I did misspeak the other day when I said I had only one shipwreck coin. I do have some others. Some people say that virtually all of the Spanish cobs that have survived are from shipwrecks. I have a few of those. Here is one. I bought this because it has a decent look and a readable date.
I like them a lot, but I also focus predominantly on chopmarked coins; it's more about historical context than condition for me. If that context is particularly interesting, I'll have no problem coughing up a major premium for the coin.
I've only owned one shipwreck coin. I don't own it any more. It was a high grade, 18th Century French gold coin recovered from the wreck of the Le Chameau, a ship that went down off Nova Scotia in 1725 while en route to the French Colonies of North America. The recovery team enlisted the services of John Ford to attribute the coins, and compensated him by letting him keep the best of them for his own collection. My coin was the highest graded coin of its type in the Ford sale.
So, just like any coin, a shipwreck coin can appeal to someone for many reasons. High grade, 18th Century gold...there are three good reasons. The interesting story and the direct connection to early America...two more good reasons. Any one of these reasons might be enough to convince the right collector to buy a shipwreck coin.
I paid around $500 each for ss republic half dollars years ago.
Wanted to own 1 of each from the three big wrecks.
Almost all 8 reales from named ships will bring $100ish despite the $18 worth of silver. And that includes very pitted examples. This thread is another case of bad advice from people who don't want to collect something.
Some people just don't understand the difference between "market value" and "personal worth". That's why I sometimes find the BST suggestion to be laughable. Are they sure the higher buyer is on this forum? God forbid you pay the 20% juice to an auction company to get you to the higher buyer.
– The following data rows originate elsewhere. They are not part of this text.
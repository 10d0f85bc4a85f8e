//! The dynamically-typed value model shared by component attributes and
//! graph nodes.
//!
//! `Value` is a tagged variant (primitive or array) carrying a *declared*
//! type alongside its payload. The declared type is what a schema or a
//! `Mutate` target claims the value satisfies; the payload tag is what is
//! actually stored. The two agree exactly except at a numeric boundary,
//! where [`coerce_into`] performs the implicit widening/narrowing described
//! in the data model.

use serde::{Deserialize, Serialize};

use crate::error::{EngineError, EngineResult};

/// Primitive type tag. The four [`Tag::is_numeric`] variants participate in
/// implicit coercion and arithmetic; `Bool` and `Str` never do.
#[derive(Debug, Clone, Copy, PartialEq, Eq, Hash, Serialize, Deserialize)]
pub enum Tag {
    Int32,
    Int64,
    Float32,
    Float64,
    Bool,
    Str,
}

impl Tag {
    pub fn is_numeric(self) -> bool {
        matches!(
            self,
            Tag::Int32 | Tag::Int64 | Tag::Float32 | Tag::Float64
        )
    }

    pub fn is_float(self) -> bool {
        matches!(self, Tag::Float32 | Tag::Float64)
    }
}

/// Declared type of a `Value`: either a primitive tag, or an array of a
/// declared element tag. Matches the wire `Type { primitive | array }`
/// shape.
#[derive(Debug, Clone, Copy, PartialEq, Eq, Hash, Serialize, Deserialize)]
pub enum DeclaredType {
    Primitive(Tag),
    Array(Tag),
}

impl DeclaredType {
    pub fn tag(self) -> Tag {
        match self {
            DeclaredType::Primitive(t) => t,
            DeclaredType::Array(t) => t,
        }
    }

    pub fn is_array(self) -> bool {
        matches!(self, DeclaredType::Array(_))
    }
}

/// A single scalar payload.
#[derive(Debug, Clone, PartialEq, Serialize, Deserialize)]
pub enum Primitive {
    Int32(i32),
    Int64(i64),
    Float32(f32),
    Float64(f64),
    Bool(bool),
    Str(String),
}

impl Primitive {
    pub fn tag(&self) -> Tag {
        match self {
            Primitive::Int32(_) => Tag::Int32,
            Primitive::Int64(_) => Tag::Int64,
            Primitive::Float32(_) => Tag::Float32,
            Primitive::Float64(_) => Tag::Float64,
            Primitive::Bool(_) => Tag::Bool,
            Primitive::Str(_) => Tag::Str,
        }
    }

    /// Widen/narrow a numeric primitive to `target` using the same
    /// direct-cast semantics as the original's `(Y)x` numeric cast: int-to-int
    /// casts wrap (e.g. `Int64(2^32 + 5)` into `Int32` is `5`, not
    /// `i32::MAX`), matching Rust's native `as` int-to-int behavior. Panics if
    /// `self` or `target` is non-numeric; callers must check first.
    fn cast_numeric(&self, target: Tag) -> Primitive {
        debug_assert!(self.tag().is_numeric() && target.is_numeric());
        match (self, target) {
            (Primitive::Int32(v), Tag::Int32) => Primitive::Int32(*v),
            (Primitive::Int32(v), Tag::Int64) => Primitive::Int64(*v as i64),
            (Primitive::Int32(v), Tag::Float32) => Primitive::Float32(*v as f32),
            (Primitive::Int32(v), Tag::Float64) => Primitive::Float64(*v as f64),

            (Primitive::Int64(v), Tag::Int32) => Primitive::Int32(*v as i32),
            (Primitive::Int64(v), Tag::Int64) => Primitive::Int64(*v),
            (Primitive::Int64(v), Tag::Float32) => Primitive::Float32(*v as f32),
            (Primitive::Int64(v), Tag::Float64) => Primitive::Float64(*v as f64),

            (Primitive::Float32(v), Tag::Int32) => Primitive::Int32(*v as i32),
            (Primitive::Float32(v), Tag::Int64) => Primitive::Int64(*v as i64),
            (Primitive::Float32(v), Tag::Float32) => Primitive::Float32(*v),
            (Primitive::Float32(v), Tag::Float64) => Primitive::Float64(*v as f64),

            (Primitive::Float64(v), Tag::Int32) => Primitive::Int32(*v as i32),
            (Primitive::Float64(v), Tag::Int64) => Primitive::Int64(*v as i64),
            (Primitive::Float64(v), Tag::Float32) => Primitive::Float32(*v as f32),
            (Primitive::Float64(v), Tag::Float64) => Primitive::Float64(*v),

            _ => unreachable!("non-numeric primitive or target"),
        }
    }
}

/// An array payload: row-major values under a declared element type and
/// shape. No elementwise coercion and no arithmetic operator set over
/// arrays — see spec.md's Non-goals.
#[derive(Debug, Clone, PartialEq, Serialize, Deserialize)]
pub struct ArrayValue {
    pub element_type: Tag,
    pub dimensions: Vec<usize>,
    pub values: Vec<Primitive>,
}

/// What a `Value` actually holds.
#[derive(Debug, Clone, PartialEq, Serialize, Deserialize)]
pub enum Payload {
    Primitive(Primitive),
    Array(ArrayValue),
}

impl Payload {
    pub fn tag(&self) -> Tag {
        match self {
            Payload::Primitive(p) => p.tag(),
            Payload::Array(a) => a.element_type,
        }
    }
}

/// A tagged value: exactly one payload, plus the declared type it claims to
/// satisfy.
#[derive(Debug, Clone, PartialEq, Serialize, Deserialize)]
pub struct Value {
    declared_type: DeclaredType,
    payload: Payload,
}

impl Value {
    /// Construct a value whose declared type is exactly the payload's
    /// natural tag — `set(val, payload)` from the data model.
    pub fn from_primitive(p: Primitive) -> Self {
        let tag = p.tag();
        Value {
            declared_type: DeclaredType::Primitive(tag),
            payload: Payload::Primitive(p),
        }
    }

    pub fn from_array(a: ArrayValue) -> Self {
        let elem = a.element_type;
        Value {
            declared_type: DeclaredType::Array(elem),
            payload: Payload::Array(a),
        }
    }

    pub fn declared_type(&self) -> DeclaredType {
        self.declared_type
    }

    pub fn payload(&self) -> &Payload {
        &self.payload
    }

    pub fn payload_tag(&self) -> Tag {
        self.payload.tag()
    }

    pub fn is_tag(&self, tag: Tag) -> bool {
        self.payload.tag() == tag
    }

    pub fn declared_type_matches_payload(&self) -> bool {
        match (self.declared_type, &self.payload) {
            (DeclaredType::Primitive(t), Payload::Primitive(p)) => t == p.tag(),
            (DeclaredType::Array(t), Payload::Array(a)) => t == a.element_type,
            _ => false,
        }
    }

    pub fn as_primitive(&self) -> EngineResult<&Primitive> {
        match &self.payload {
            Payload::Primitive(p) => Ok(p),
            Payload::Array(_) => Err(EngineError::TypeMismatch {
                expected: self.declared_type.tag(),
                actual: self.payload.tag(),
            }),
        }
    }

    pub fn as_array(&self) -> EngineResult<&ArrayValue> {
        match &self.payload {
            Payload::Array(a) => Ok(a),
            Payload::Primitive(p) => Err(EngineError::TypeMismatch {
                expected: self.declared_type.tag(),
                actual: p.tag(),
            }),
        }
    }

    pub fn as_i64(&self) -> EngineResult<i64> {
        match self.as_primitive()? {
            Primitive::Int32(v) => Ok(*v as i64),
            Primitive::Int64(v) => Ok(*v),
            other => Err(EngineError::TypeMismatch {
                expected: Tag::Int64,
                actual: other.tag(),
            }),
        }
    }

    pub fn as_f64(&self) -> EngineResult<f64> {
        match self.as_primitive()? {
            Primitive::Int32(v) => Ok(*v as f64),
            Primitive::Int64(v) => Ok(*v as f64),
            Primitive::Float32(v) => Ok(*v as f64),
            Primitive::Float64(v) => Ok(*v),
            other => Err(EngineError::TypeMismatch {
                expected: Tag::Float64,
                actual: other.tag(),
            }),
        }
    }

    pub fn as_bool(&self) -> EngineResult<bool> {
        match self.as_primitive()? {
            Primitive::Bool(v) => Ok(*v),
            other => Err(EngineError::TypeMismatch {
                expected: Tag::Bool,
                actual: other.tag(),
            }),
        }
    }

    pub fn as_str(&self) -> EngineResult<&str> {
        match self.as_primitive()? {
            Primitive::Str(v) => Ok(v.as_str()),
            other => Err(EngineError::TypeMismatch {
                expected: Tag::Str,
                actual: other.tag(),
            }),
        }
    }

    /// Re-declare this value under `target`, applying implicit numeric
    /// coercion at the boundary (§4.1). Arrays require an exact element-type
    /// match; everything else requires an exact tag match unless both sides
    /// are numeric.
    pub fn coerced_to(&self, target: DeclaredType) -> EngineResult<Value> {
        match (target, &self.payload) {
            (DeclaredType::Array(target_elem), Payload::Array(a)) => {
                if a.element_type != target_elem {
                    return Err(EngineError::TypeMismatch {
                        expected: target_elem,
                        actual: a.element_type,
                    });
                }
                Ok(Value {
                    declared_type: target,
                    payload: self.payload.clone(),
                })
            }
            (DeclaredType::Primitive(target_tag), Payload::Primitive(p)) => {
                let source_tag = p.tag();
                if source_tag == target_tag {
                    return Ok(Value {
                        declared_type: target,
                        payload: Payload::Primitive(p.clone()),
                    });
                }
                if source_tag.is_numeric() && target_tag.is_numeric() {
                    return Ok(Value {
                        declared_type: target,
                        payload: Payload::Primitive(p.cast_numeric(target_tag)),
                    });
                }
                Err(EngineError::TypeMismatch {
                    expected: target_tag,
                    actual: source_tag,
                })
            }
            (_, payload) => Err(EngineError::TypeMismatch {
                expected: target.tag(),
                actual: payload.tag(),
            }),
        }
    }
}

/// Total promotion table for binary numeric ops (§4.6): int widens to the
/// wider int, int+float takes the float's width, float widens to the wider
/// float. Non-numeric tags are rejected.
pub fn promote(a: Tag, b: Tag) -> EngineResult<Tag> {
    use Tag::*;
    if !a.is_numeric() || !b.is_numeric() {
        return Err(EngineError::domain(
            "numeric promotion",
            format!("{:?} and {:?} are not both numeric", a, b),
        ));
    }
    let rank = |t: Tag| -> u8 {
        match t {
            Int32 => 0,
            Int64 => 1,
            Float32 => 2,
            Float64 => 3,
            _ => unreachable!(),
        }
    };
    Ok(if rank(a) >= rank(b) { a } else { b })
}

#[cfg(test)]
mod tests {
    use super::*;

    #[test]
    fn coercion_widens_int32_into_int64_schema() {
        let v = Value::from_primitive(Primitive::Int32(5));
        let coerced = v.coerced_to(DeclaredType::Primitive(Tag::Int64)).unwrap();
        assert_eq!(coerced.as_i64().unwrap(), 5);
        assert_eq!(coerced.declared_type(), DeclaredType::Primitive(Tag::Int64));
    }

    #[test]
    fn coercion_rejects_str_into_int() {
        let v = Value::from_primitive(Primitive::Str("hi".into()));
        assert!(v.coerced_to(DeclaredType::Primitive(Tag::Int32)).is_err());
    }

    #[test]
    fn array_requires_exact_element_type() {
        let a = ArrayValue {
            element_type: Tag::Int32,
            dimensions: vec![2],
            values: vec![Primitive::Int32(1), Primitive::Int32(2)],
        };
        let v = Value::from_array(a);
        assert!(v.coerced_to(DeclaredType::Array(Tag::Int64)).is_err());
        assert!(v.coerced_to(DeclaredType::Array(Tag::Int32)).is_ok());
    }

    #[test]
    fn narrowing_int64_into_int32_wraps_like_a_native_cast() {
        let v = Value::from_primitive(Primitive::Int64(1i64 << 32 | 5));
        let coerced = v.coerced_to(DeclaredType::Primitive(Tag::Int32)).unwrap();
        assert_eq!(coerced.as_i64().unwrap(), 5);
    }

    #[test]
    fn promotion_table_picks_wider_kind() {
        assert_eq!(promote(Tag::Int32, Tag::Int64).unwrap(), Tag::Int64);
        assert_eq!(promote(Tag::Int64, Tag::Float32).unwrap(), Tag::Float32);
        assert_eq!(promote(Tag::Float32, Tag::Float64).unwrap(), Tag::Float64);
        assert!(promote(Tag::Bool, Tag::Int32).is_err());
    }
}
The lowest priced Cazador example I found with a quick search ended at $91 with 26 bids from 10 different bidders. 8 reales from this wreck are quite common, BTW.
edited to add... anybody got any of these they want to sell for melt? I'm buying.
edited to add, one more time... the most expensive Cazador example in my search sold for $999. Obviously, it's in much better condition than the one pictured here, but it was still in the ocean for over 200 years.